Die Übernahme durch Dr. Michele Zasa war für die Clinica Mobile ein echter Glücksfall, da ist man sich im MotoGP-Paddock einig. Als Chefarzt und Geschäftsführer leistet er vorbildliche Arbeit. Sein Weg in diese Führungsposition war aber ein durchaus ungewöhnlicher. Zasa begann seine medizinische Karriere als gewöhnlicher Anästhesist und Notarzt, seinen Wechsel in den Motorsport hatte er dem Schicksal zu verdanken. Als großer Fan Ayrton Sennas entschied sich Zasa dazu, an dessen Unglücksort Imola seine Laufbahn fortzusetzen. Dort traf er auf Dr. Costa, der von seiner Arbeit mehr als angetan war und bereits einen Nachfolger für sich und sein insgesamt alterndes Team suchte. 2011 arbeitete Zasa erstmals bei einigen Rennen im MotoGP-Paddock, war aber weiterhin rund um die Welt als Notarzt im Einsatz. 2014 übernahm der Hobby-Motorradfahrer die Clinica Mobile schließlich von seinem Mentor.

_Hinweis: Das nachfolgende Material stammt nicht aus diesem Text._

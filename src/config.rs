//! Configuration surface: the handful of keys this subsystem reads from a
//! host's config store, plus environment overrides used for deterministic
//! testing. Grounded on `lop_receive_pack_config` (`lop-offload.c`) and the
//! `GIT_BUP_CHUNKING`/`GIT_TEST_LOP_FORCE_*` env vars referenced throughout
//! `original_source/`.
//!
//! This crate never reads a config file directly — callers already have a
//! config backend (the host VCS's own), so configuration arrives through
//! [`ConfigReader`], a small trait a host implements once.

use crate::offload::orchestrator::TestOverrides;

/// A read-only view onto a host's config store, keyed the way git config
/// keys are: `section.subsection.key`, values returned pre-parsed as their
/// natural type.
pub trait ConfigReader {
    fn get_bool(&self, key: &str) -> Option<bool>;
    fn get_string(&self, key: &str) -> Option<String>;
}

/// The config knobs this subsystem actually reads. Everything else in
/// `spec.md`'s external-interface table (`remote.<name>.promisor`, filter
/// strings) is read by callers building a [`crate::offload::PromisorRemoteSpec`]
/// list, not here — this struct covers the two subsystem-global switches.
#[derive(Debug, Clone, Copy, Default)]
pub struct ReceiveConfig {
    /// `receive.lop.enable`
    pub lop_enable: bool,
    /// `bup.chunking`: selects the Bup chunker over BBlob for new large
    /// blobs. Defaults to `false` (BBlob) absent config or env override.
    pub bup_chunking: bool,
}

impl ReceiveConfig {
    pub fn load(reader: &impl ConfigReader) -> Self {
        let mut cfg = ReceiveConfig {
            lop_enable: reader.get_bool("receive.lop.enable").unwrap_or(false),
            bup_chunking: reader.get_bool("bup.chunking").unwrap_or(false),
        };
        cfg.apply_env_overrides();
        cfg
    }

    fn apply_env_overrides(&mut self) {
        if let Some(v) = env_bool("GIT_BUP_CHUNKING") {
            self.bup_chunking = v;
        }
    }
}

/// Whether a given remote should be treated as a promisor, per
/// `lop_promisor_remote_enabled`: either `remote.<name>.promisor` is set, or
/// the remote is the repository's configured partial-clone remote.
pub fn is_promisor_remote(
    reader: &impl ConfigReader,
    remote_name: &str,
    partial_clone_remote: Option<&str>,
) -> bool {
    let key = format!("remote.{remote_name}.promisor");
    if let Some(enabled) = reader.get_bool(&key) {
        return enabled;
    }
    partial_clone_remote == Some(remote_name)
}

/// Reads the `GIT_TEST_LOP_FORCE_*` family into a [`TestOverrides`], the
/// deterministic-fault-injection seam `lop_offload_blob_cb` and
/// `lop_remove_local_blob` read directly from the environment.
pub fn test_overrides_from_env() -> TestOverrides {
    TestOverrides {
        force_read_fail: env_bool("GIT_TEST_LOP_FORCE_READ_FAIL").unwrap_or(false),
        force_non_blob: env_bool("GIT_TEST_LOP_FORCE_NON_BLOB").unwrap_or(false),
        force_remove_fail: env_bool("GIT_TEST_LOP_FORCE_REMOVE_FAIL").unwrap_or(false),
        force_dir_warn: env_bool("GIT_TEST_LOP_FORCE_DIR_WARN").unwrap_or(false),
        force_readonly_remote: env_bool("GIT_TEST_LOP_FORCE_READONLY").unwrap_or(false),
    }
}

fn env_bool(name: &str) -> Option<bool> {
    let value = std::env::var(name).ok()?;
    match value.trim() {
        "" | "0" | "false" | "no" => Some(false),
        _ => Some(true),
    }
}
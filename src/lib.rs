//! Content-addressed large-blob subsystem: content-defined chunking, loose
//! object storage, two assembly formats for reassembling a blob from its
//! chunks, and a policy-driven offload path to alternate remote stores.
//!
//! The pieces compose bottom-up: [`chunk`] finds split points in a byte
//! stream, [`assembly`] turns those split points into stored objects and
//! back, [`store`] is where objects actually live (locally and on
//! alternates), and [`offload`] decides which blobs leave the local store
//! after a push.

pub mod assembly;
pub mod chunk;
pub mod config;
pub mod errors;
pub mod hash;
pub mod logging;
pub mod newblobs;
pub mod object;
pub mod offload;
pub mod store;

pub use errors::{Error, Result};
pub use hash::{HashAlgo, ObjectId};
pub use object::{Object, ObjectKind};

Vom Rettungswagen zum High-Tech-Truck

Die Vergangenheit: Erstmals bei einem Rennen vor Ort war die Clinica Mobile 1977 beim Österreich-Grand-Prix am Salzburgring. Mit einem etwas aufgerüsteten Ambulanzwagen begann die Arbeit unter der Leitung des legendären Dr. Costa. 1981 bekam die Clinica Mobile ein neues Zuhause. Die Einrichtungen wurden modernisiert, ein größeres Fahrzeug bot Platz für zwei Behandlungen gleichzeitig. Die Auslastung der Clinica Mobile nahm Jahr für Jahr zu, 1987 erreichte man über 3.000 jährliche Behandlungen und über 300 Verletzungen, um die man sich in einer Saison kümmern musste. 1988 wurde in einem neuen Fahrzeug auf drei Betten vergrößert, 1997 weiter auf fünf Stück.

Die Gegenwart: Die aktuell im Einsatz befindliche fünfte Generation der Clinica Mobile ist mit modernster Technik wie digitalen Röntgengeräten ausgestattet. Außerdem ist man unter der Führung von Dr. Zasa im Zeitalter des Web 2.0 angekommen. Fahrer können ihre Termine mittels einer App buchen, alle Behandlungen werden in einer Datenbank registriert, Fans werden auf Facebook, Twitter und Co. auf dem Laufenden gehalten.

Die Zukunft: In naher Zukunft soll wieder ein neuer Truck angeschafft werden, der auf zwei Ebenen noch mehr Platz für Personal, Patienten und Equipment bieten wird. Darüber hinaus plant man ein bis zwei fixe Behandlungszentren in Europa, die die Piloten auch außerhalb der Rennwochenenden aufsuchen können und wo sich dieselben Ärzte und Physiotherapeuten um sie kümmern, wie an den Strecken rund um den Erdball.